Claire Potter is a Professor of History emeritus and a contributing editor to Public Seminar at The New School for Social Research in New York City. The author of two books, two edited collections, the Political Junkie Substack and the podcast “Why Now?” Potter has also written for The New York Times, The Washington Post, The Chronicle of Higher Education, The Guardian, Politico, Yale Review, AlterNet, Dissent, Eurozine, DAME, and The New Republic. Her most recent book is Political Junkies: From Talk Radio to Twitter, How Alternative Media Hooked Us on Politics and Broke Our Democracy (Basic Books, 2020), listed by the New York Public Library as an “Essential Read” for the 2020 election. She is currently writing a biography of journalist and radical feminist activist Susan Brownmiller.
Nicole Hemmer is an associate professor of history and director of the Rogers Center for the American Presidency at Vanderbilt University.

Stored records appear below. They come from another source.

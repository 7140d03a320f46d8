//! Host stand-in for the radio link, carried over MQTT at QoS 0.
//!
//! QoS 0 gives the same contract as the real radio: at most once, unacknowledged,
//! unordered across reconnects. Inbound packets land in a bounded queue; when the receiving
//! task falls behind, packets are dropped.

use std::time::Duration;

use rumqttc::{AsyncClient, Event, EventLoop, Incoming, MqttOptions, QoS};
use tokio::sync::mpsc::{self, error::TrySendError};
use tracing::{debug, info, warn};

use crate::{
    config::RadioConfig,
    error::RadioError,
    hal::{RadioReceiver, RadioSender},
};

pub struct MqttRadioSender {
    client: AsyncClient,
    topic: String,
}

pub struct MqttRadioReceiver {
    packets: mpsc::Receiver<Vec<u8>>,
}

/// Brings the link up and splits it into its two halves. Fails if the broker does not
/// accept the connection within `init_timeout_ms`.
pub async fn connect(
    config: &RadioConfig,
    default_client_id: &str,
    send_topic: &str,
    receive_topic: &str,
) -> Result<(MqttRadioSender, MqttRadioReceiver), RadioError> {
    let client_id = config.client_id.as_deref().unwrap_or(default_client_id);
    let mut options = MqttOptions::new(client_id, config.broker_host.clone(), config.broker_port);
    options.set_keep_alive(Duration::from_secs(10));
    if !config.broker_user.is_empty() {
        options.set_credentials(config.broker_user.clone(), config.broker_pass.clone());
    }

    let (client, mut eventloop) = AsyncClient::new(options, 32);

    let init_timeout = Duration::from_millis(config.init_timeout_ms);
    match tokio::time::timeout(init_timeout, wait_for_connack(&mut eventloop)).await {
        Ok(Ok(())) => info!("radio link up via {}:{}", config.broker_host, config.broker_port),
        Ok(Err(err)) => return Err(RadioError::InitFailed(err.to_string())),
        Err(_) => return Err(RadioError::Timeout(init_timeout)),
    }

    client
        .subscribe(receive_topic, QoS::AtMostOnce)
        .await
        .map_err(|err| RadioError::Subscribe(err.to_string()))?;

    let (tx, packets) = mpsc::channel(config.rx_queue_len);
    spawn_receive_loop(
        eventloop,
        tx,
        receive_topic.to_string(),
        config.max_payload_bytes,
    );

    Ok((
        MqttRadioSender {
            client,
            topic: send_topic.to_string(),
        },
        MqttRadioReceiver { packets },
    ))
}

async fn wait_for_connack(eventloop: &mut EventLoop) -> Result<(), rumqttc::ConnectionError> {
    loop {
        if let Event::Incoming(Incoming::ConnAck(_)) = eventloop.poll().await? {
            return Ok(());
        }
    }
}

fn spawn_receive_loop(
    mut eventloop: EventLoop,
    tx: mpsc::Sender<Vec<u8>>,
    topic: String,
    max_payload_bytes: usize,
) {
    tokio::spawn(async move {
        loop {
            match eventloop.poll().await {
                Ok(Event::Incoming(Incoming::Publish(message))) => {
                    if message.topic != topic {
                        continue;
                    }
                    if message.payload.len() > max_payload_bytes {
                        warn!(
                            "dropping oversized radio packet ({} bytes)",
                            message.payload.len()
                        );
                        continue;
                    }
                    match tx.try_send(message.payload.to_vec()) {
                        Ok(()) => {}
                        Err(TrySendError::Full(_)) => {
                            debug!("radio receive queue full; dropping packet");
                        }
                        Err(TrySendError::Closed(_)) => return,
                    }
                }
                Ok(Event::Incoming(Incoming::ConnAck(_))) => {
                    info!("radio link reconnected");
                }
                Ok(_) => {}
                Err(err) => {
                    warn!("radio link poll error: {err}");
                    tokio::time::sleep(Duration::from_secs(2)).await;
                }
            }
        }
    });
}

impl RadioSender for MqttRadioSender {
    fn send(&mut self, payload: &[u8]) {
        if let Err(err) =
            self.client
                .try_publish(self.topic.clone(), QoS::AtMostOnce, false, payload.to_vec())
        {
            warn!("radio send failed: {err}");
        }
    }
}

impl RadioReceiver for MqttRadioReceiver {
    fn try_receive(&mut self) -> Option<Vec<u8>> {
        self.packets.try_recv().ok()
    }
}
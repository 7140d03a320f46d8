//! Simulated spindle, driver and current monitor for running the actuator node on a desktop.

use std::{
    sync::{
        atomic::{AtomicBool, AtomicU16, AtomicU64, Ordering},
        Arc,
    },
    time::Duration,
};

use serde::Serialize;

use radiator_common::{
    hal::{StallSensor, StepperDriver},
    Direction, StallSample,
};

const RUNNING_CURRENT_MA: f32 = 350.0;
const JAMMED_CURRENT_MA: f32 = 1_450.0;

/// Physical spindle shared by the simulated driver and current monitor.
///
/// The travel ends at `max_position` like a mechanical end stop. An optional obstruction
/// keeps the spindle from retracting below a given position; pushing against it jams the
/// drive until it steps the other way.
#[derive(Debug)]
struct Spindle {
    position: AtomicU16,
    max_position: u16,
    obstruction: Option<u16>,
    jammed: AtomicBool,
    enabled: AtomicBool,
    pulses: AtomicU64,
}

impl Spindle {
    fn step(&self, direction: Direction) {
        self.pulses.fetch_add(1, Ordering::Relaxed);
        let position = self.position.load(Ordering::Relaxed);
        let next = match direction {
            Direction::Forward => position.saturating_add(1).min(self.max_position),
            Direction::Backward => position.saturating_sub(1),
        };

        if self.obstruction.is_some_and(|limit| next < limit) {
            self.jammed.store(true, Ordering::Relaxed);
            return;
        }
        self.jammed.store(false, Ordering::Relaxed);
        self.position.store(next, Ordering::Relaxed);
    }
}

pub struct SimulatedStepper {
    spindle: Arc<Spindle>,
}

pub struct SimulatedCurrentSensor {
    spindle: Arc<Spindle>,
}

/// Read-only handle on the physical spindle, for comparing it with the open-loop position.
#[derive(Clone)]
pub struct SpindleView {
    spindle: Arc<Spindle>,
}

#[derive(Debug, Clone, Copy, PartialEq, Eq, Serialize)]
#[serde(rename_all = "camelCase")]
pub struct SpindleReading {
    pub physical_position: u16,
    pub pulses: u64,
    pub jammed: bool,
    pub enabled: bool,
}

/// Builds the driver, current monitor and view for one simulated spindle starting at `start`.
pub fn simulated_valve(
    start: u16,
    max_position: u16,
    obstruction: Option<u16>,
) -> (SimulatedStepper, SimulatedCurrentSensor, SpindleView) {
    let spindle = Arc::new(Spindle {
        position: AtomicU16::new(start.min(max_position)),
        max_position,
        obstruction,
        jammed: AtomicBool::new(false),
        enabled: AtomicBool::new(false),
        pulses: AtomicU64::new(0),
    });
    (
        SimulatedStepper {
            spindle: Arc::clone(&spindle),
        },
        SimulatedCurrentSensor {
            spindle: Arc::clone(&spindle),
        },
        SpindleView { spindle },
    )
}

impl SpindleView {
    pub fn reading(&self) -> SpindleReading {
        SpindleReading {
            physical_position: self.spindle.position.load(Ordering::Relaxed),
            pulses: self.spindle.pulses.load(Ordering::Relaxed),
            jammed: self.spindle.jammed.load(Ordering::Relaxed),
            enabled: self.spindle.enabled.load(Ordering::Relaxed),
        }
    }
}

impl StepperDriver for SimulatedStepper {
    fn enable(&mut self, enabled: bool) {
        self.spindle.enabled.store(enabled, Ordering::Relaxed);
    }

    fn step(&mut self, direction: Direction, _pulse_width: Duration) {
        if self.spindle.enabled.load(Ordering::Relaxed) {
            self.spindle.step(direction);
        }
    }
}

impl StallSensor for SimulatedCurrentSensor {
    fn sample(&mut self) -> StallSample {
        let current_ma = if !self.spindle.enabled.load(Ordering::Relaxed) {
            0.0
        } else if self.spindle.jammed.load(Ordering::Relaxed) {
            JAMMED_CURRENT_MA
        } else {
            RUNNING_CURRENT_MA
        };
        StallSample::CurrentMa(current_ma)
    }
}

#[cfg(test)]
mod tests {
    use super::*;
    use pretty_assertions::assert_eq;

    const PULSE: Duration = Duration::from_micros(1_000);

    #[test]
    fn spindle_stops_at_end_stop() {
        let (mut stepper, _, view) = simulated_valve(98, 100, None);
        stepper.enable(true);
        for _ in 0..5 {
            stepper.step(Direction::Forward, PULSE);
        }

        let reading = view.reading();
        assert_eq!(reading.physical_position, 100);
        assert_eq!(reading.pulses, 5);
    }

    #[test]
    fn disabled_driver_does_not_move() {
        let (mut stepper, mut sensor, view) = simulated_valve(50, 100, None);
        stepper.step(Direction::Backward, PULSE);

        assert_eq!(view.reading().physical_position, 50);
        assert_eq!(view.reading().pulses, 0);
        assert_eq!(sensor.sample(), StallSample::CurrentMa(0.0));
    }

    #[test]
    fn obstruction_jams_until_reversed() {
        let (mut stepper, mut sensor, view) = simulated_valve(62, 100, Some(60));
        stepper.enable(true);
        for _ in 0..5 {
            stepper.step(Direction::Backward, PULSE);
        }

        assert_eq!(view.reading().physical_position, 60);
        assert!(view.reading().jammed);
        assert_eq!(sensor.sample(), StallSample::CurrentMa(JAMMED_CURRENT_MA));

        stepper.step(Direction::Forward, PULSE);
        assert_eq!(view.reading().physical_position, 61);
        assert_eq!(sensor.sample(), StallSample::CurrentMa(RUNNING_CURRENT_MA));
    }
}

David Greenberg is a professor of history at Rutgers University. He is the author of several books including Nixon's Shadow: The History of an Image and Republic of Spin: An Inside History of the American Presidency and is now writing a biography of Congressman John Lewis for Simon & Schuster.
Leah Wright Rigueur is the SNF Agora Institute Associate Professor of History at Johns Hopkins University, and the author of the prize-winning book The Loneliness of The Black Republican: Pragmatic Politics & The Pursuit of Power. Since 2020, Leah has worked as a contributor for ABC News, where she is also the host of the award-winning podcast Reclaimed: The Story of Mamie Till Mobley.
Renee Romano is the Robert S. Danforth Professor of History and Professor of Comparative American Studies and Africana Studies at Oberlin College. A specialist in 20th and 21st century history of American racial politics and in the field of historical memory, she is the author or editor of five books, including two co-edited with Claire Potter.
Presented by Historical Studies at the New School for Social Research and the History department at Eugene Lang College of Liberal Arts at The New School.